We check all our traps at midnight, marking off on a data sheet which are open. We carefully inspect the ones that are closed- hopefully they will hold a kangaroo rat, but it may be one of the 5 or so other rodent species that share the same habitat. Sometimes they are closed by the wind, and occasionally have a bigger surprise like a night gecko or a snake! 

After we remove the animal from the trap, we collect whatever data we need. We identify what species it is, assess the sex and reproductive condition, weight, and make any other notes about body condition. Depending on the study we will collect a small tissue sample for genetic analysis, mark the animal if we are conducting long term monitoring, and take a GPS location of the capture point or the burrow we watch it go into.

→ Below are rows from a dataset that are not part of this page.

//! Prelude module for the KSH crate.
//!
//! This module re-exports all public types from the KSH module for convenient access.
//! You can use `use ksh_rs::ksh::prelude::*;` to import all KSH types at once.

// Re-export diagnostics when the feature is enabled
#[cfg(feature = "diagnostics")]
pub use crate::diagnostics::{SimpleSource, ToAriadne, collect_ksh_report, emit_ksh_error};

pub use super::{
    KshError, ParseConfig, SEPARATOR, UTF8_BOM,
    cursor::TickCursor,
    default_config,
    mapper::{LASER_INTERPOLATE, LASER_NONE, LaserPoint, laser_char_to_f32, time_to_f32},
    mixin::{SourceRangeMixin, SourceRangeMixinExt},
    model::{
        Chart,
        block::Block,
        metadata::{Metadata, Settings},
        tick::Tick,
    },
    parse::{ParseError, ParseErrorWithRange},
    parse_ksh, parse_ksh_bytes, parse_ksh_reader,
    time::KshTime,
};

Once we release the animal we re-bait the trap, and repeat the process before dawn when we check and close all the traps for the day. 

Becoming nocturnal to match the kangaroo rat schedule is tough, but there are always interesting things out and about at night.

After the initial creepiness wears off, it’s exciting to see a different world come to life. We’ve seen owls, bobcats, owls chasing a bobcat, spiders, scorpions, and lots of other cool things!

Next time you have an opportunity, I highly recommend taking a walk at night- you’ll be surprised at how different a familiar place is at night. If you’re lucky, maybe you’ll even see a kangaroo rat.

Comments

Trapped KRat in my garage

2 days ago my bf and I trapped a Krat in our garage, we have no intention on keeping it (it's wild and that wouldn't be fair to it). We currently have it in a large temp plastic rodent cage and gave it a hiding place, food and water. We want to release it in a safe place ASAP, but currently our area is under extreme heat warning (prob way it came in out garage). There's a pond down the street about a mile away that has vegetation, should we release it thereto give it the best chance of survival???

Hi Ashley- Glad the kangaroo

Hi Ashley- Glad the kangaroo rat you found is safe! These animals are highly adapted for hot, dry conditions and dig burrows where they rest during the daytime when temperatures are highest. It likely has burrows near your house, so moving it too far away will mean it doesn't have a place to shelter and would probably be more dangerous. Releasing it outside shortly after sunset will give it the best opportunity to gather food during the night and head back to its burrow before the sun comes up.